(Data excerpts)
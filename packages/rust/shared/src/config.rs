//! Application configuration for docdigest.
//!
//! User config lives at `~/.docdigest/docdigest.toml`.
//! CLI flags override config file values, which override defaults.

use std::path::{Path, PathBuf};

use serde::{Deserialize, Serialize};
use url::Url;

use crate::error::{DigestError, Result};

/// Default configuration file name.
const CONFIG_FILE_NAME: &str = "docdigest.toml";

/// Default config directory name under the user's home.
const CONFIG_DIR_NAME: &str = ".docdigest";

// ---------------------------------------------------------------------------
// Config structs (matching docdigest.toml schema)
// ---------------------------------------------------------------------------

/// Top-level application config, deserialized from TOML.
#[derive(Debug, Clone, Default, Serialize, Deserialize)]
pub struct AppConfig {
    /// Ollama chat backend settings.
    #[serde(default)]
    pub ollama: OllamaConfig,

    /// Tika extraction server settings.
    #[serde(default)]
    pub tika: TikaConfig,

    /// Chunk splitter settings.
    #[serde(default)]
    pub splitter: SplitConfig,
}

/// `[ollama]` section.
#[derive(Debug, Clone, Serialize, Deserialize)]
pub struct OllamaConfig {
    /// Base URL of the Ollama server.
    #[serde(default = "default_ollama_host")]
    pub host: String,

    /// Model used for every map and reduce query.
    #[serde(default = "default_model")]
    pub model: String,

    /// Sampling temperature.
    #[serde(default)]
    pub temperature: f32,

    /// Context window size; also the reduce stage's token budget.
    #[serde(default = "default_num_ctx")]
    pub num_ctx: u32,

    /// Fixed seed so reruns are reproducible.
    #[serde(default = "default_seed")]
    pub seed: i64,

    /// Tokens to predict (-1 infinite, -2 fill context).
    #[serde(default = "default_num_predict")]
    pub num_predict: i32,

    /// How long the model stays loaded (-1 keeps it resident).
    #[serde(default = "default_keep_alive")]
    pub keep_alive: i64,

    /// Top-k sampling cutoff; model default when unset.
    #[serde(default, skip_serializing_if = "Option::is_none")]
    pub top_k: Option<u32>,

    /// Nucleus sampling; model default when unset.
    #[serde(default, skip_serializing_if = "Option::is_none")]
    pub top_p: Option<f32>,
}

impl Default for OllamaConfig {
    fn default() -> Self {
        Self {
            host: default_ollama_host(),
            model: default_model(),
            temperature: 0.0,
            num_ctx: default_num_ctx(),
            seed: default_seed(),
            num_predict: default_num_predict(),
            keep_alive: default_keep_alive(),
            top_k: None,
            top_p: None,
        }
    }
}

fn default_ollama_host() -> String {
    "http://localhost:11434".into()
}
fn default_model() -> String {
    "phi4".into()
}
fn default_num_ctx() -> u32 {
    37_500
}
fn default_seed() -> i64 {
    3
}
fn default_num_predict() -> i32 {
    -2
}
fn default_keep_alive() -> i64 {
    -1
}

/// `[tika]` section.
#[derive(Debug, Clone, Serialize, Deserialize)]
pub struct TikaConfig {
    /// Base URL of the Tika server.
    #[serde(default = "default_tika_endpoint")]
    pub endpoint: String,

    /// Per-file request timeout in seconds.
    #[serde(default = "default_tika_timeout")]
    pub timeout_secs: u64,
}

impl Default for TikaConfig {
    fn default() -> Self {
        Self {
            endpoint: default_tika_endpoint(),
            timeout_secs: default_tika_timeout(),
        }
    }
}

fn default_tika_endpoint() -> String {
    "http://localhost:9998".into()
}
fn default_tika_timeout() -> u64 {
    300
}

/// `[splitter]` section, also used as the runtime split configuration.
#[derive(Debug, Clone, Copy, PartialEq, Eq, Serialize, Deserialize)]
pub struct SplitConfig {
    /// Maximum segment length in characters; also the batching ceiling.
    #[serde(default = "default_chunk_size")]
    pub chunk_size: usize,

    /// Overlap carried between adjacent segments, in characters.
    #[serde(default = "default_chunk_overlap")]
    pub chunk_overlap: usize,
}

impl Default for SplitConfig {
    fn default() -> Self {
        Self {
            chunk_size: default_chunk_size(),
            chunk_overlap: default_chunk_overlap(),
        }
    }
}

impl SplitConfig {
    /// Check `0 <= chunk_overlap < chunk_size`.
    pub fn validate(&self) -> Result<()> {
        if self.chunk_size == 0 {
            return Err(DigestError::validation("chunk_size must be positive"));
        }
        if self.chunk_overlap >= self.chunk_size {
            return Err(DigestError::validation(format!(
                "chunk_overlap ({}) must be smaller than chunk_size ({})",
                self.chunk_overlap, self.chunk_size
            )));
        }
        Ok(())
    }
}

fn default_chunk_size() -> usize {
    100_000
}
fn default_chunk_overlap() -> usize {
    100
}

// ---------------------------------------------------------------------------
// Config loading
// ---------------------------------------------------------------------------

/// Get the path to the config directory (`~/.docdigest/`).
pub fn config_dir() -> Result<PathBuf> {
    let home =
        dirs::home_dir().ok_or_else(|| DigestError::config("could not determine home directory"))?;
    Ok(home.join(CONFIG_DIR_NAME))
}

/// Get the path to the config file (`~/.docdigest/docdigest.toml`).
pub fn config_file_path() -> Result<PathBuf> {
    Ok(config_dir()?.join(CONFIG_FILE_NAME))
}

/// Load the application config from disk. Returns defaults if the file does not exist.
pub fn load_config() -> Result<AppConfig> {
    let path = config_file_path()?;

    if !path.exists() {
        tracing::debug!(?path, "config file not found, using defaults");
        return Ok(AppConfig::default());
    }

    load_config_from(&path)
}

/// Load the application config from a specific file path.
pub fn load_config_from(path: &Path) -> Result<AppConfig> {
    let content = std::fs::read_to_string(path).map_err(|e| DigestError::io(path, e))?;

    toml::from_str(&content)
        .map_err(|e| DigestError::config(format!("failed to parse {}: {e}", path.display())))
}

/// Create the config directory and write a default config file.
/// Returns the path to the created file.
pub fn init_config() -> Result<PathBuf> {
    let dir = config_dir()?;
    std::fs::create_dir_all(&dir).map_err(|e| DigestError::io(&dir, e))?;

    let path = dir.join(CONFIG_FILE_NAME);
    let config = AppConfig::default();
    let content =
        toml::to_string_pretty(&config).map_err(|e| DigestError::config(e.to_string()))?;

    std::fs::write(&path, content).map_err(|e| DigestError::io(&path, e))?;
    tracing::info!(?path, "created default config file");

    Ok(path)
}

/// Check that both service endpoints parse as http(s) URLs.
pub fn validate_endpoints(config: &AppConfig) -> Result<()> {
    let endpoints = [
        ("ollama.host", &config.ollama.host),
        ("tika.endpoint", &config.tika.endpoint),
    ];
    for (name, raw) in endpoints {
        let url = Url::parse(raw)
            .map_err(|e| DigestError::config(format!("{name} '{raw}' is not a valid URL: {e}")))?;
        if url.scheme() != "http" && url.scheme() != "https" {
            return Err(DigestError::config(format!(
                "{name} '{raw}' must use http or https"
            )));
        }
    }
    Ok(())
}

#[cfg(test)]
mod tests {
    use super::*;

    #[test]
    fn default_config_serializes() {
        let config = AppConfig::default();
        let toml_str = toml::to_string_pretty(&config).expect("serialize default config");
        assert!(toml_str.contains("num_ctx"));
        assert!(toml_str.contains("localhost:9998"));
        assert!(!toml_str.contains("top_k"));
    }

    #[test]
    fn partial_file_keeps_defaults() {
        let toml_str = r#"
[ollama]
model = "llama3.1"
top_p = 0.9

[splitter]
chunk_size = 65000
chunk_overlap = 0
"#;
        let config: AppConfig = toml::from_str(toml_str).expect("parse");
        assert_eq!(config.ollama.model, "llama3.1");
        assert_eq!(config.ollama.top_p, Some(0.9));
        assert_eq!(config.ollama.num_ctx, 37_500);
        assert_eq!(config.ollama.seed, 3);
        assert_eq!(config.tika.endpoint, "http://localhost:9998");
        assert_eq!(config.splitter.chunk_size, 65_000);
        assert_eq!(config.splitter.chunk_overlap, 0);
    }

    #[test]
    fn load_from_file() {
        let dir = tempfile::tempdir().expect("tempdir");
        let path = dir.path().join(CONFIG_FILE_NAME);
        std::fs::write(&path, "[tika]\ntimeout_secs = 5\n").expect("write");

        let config = load_config_from(&path).expect("load");
        assert_eq!(config.tika.timeout_secs, 5);

        std::fs::write(&path, "[tika\n").expect("write");
        let err = load_config_from(&path).unwrap_err();
        assert!(err.to_string().contains("failed to parse"));
    }

    #[test]
    fn split_config_validation() {
        assert!(SplitConfig::default().validate().is_ok());
        let bad = SplitConfig {
            chunk_size: 10,
            chunk_overlap: 10,
        };
        assert!(bad.validate().is_err());
        let zero = SplitConfig {
            chunk_size: 0,
            chunk_overlap: 0,
        };
        assert!(zero.validate().is_err());
    }

    #[test]
    fn endpoint_validation() {
        let mut config = AppConfig::default();
        assert!(validate_endpoints(&config).is_ok());

        config.tika.endpoint = "ftp://localhost:9998".into();
        let err = validate_endpoints(&config).unwrap_err();
        assert!(err.to_string().contains("tika.endpoint"));

        config.tika.endpoint = "not a url".into();
        assert!(validate_endpoints(&config).is_err());
    }
}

Work item> What is needed is every line from the data above that includes the string "Base", copied out.

Answer space>
    /// Base URL of the Ollama server.
    /// Base URL of the Tika server.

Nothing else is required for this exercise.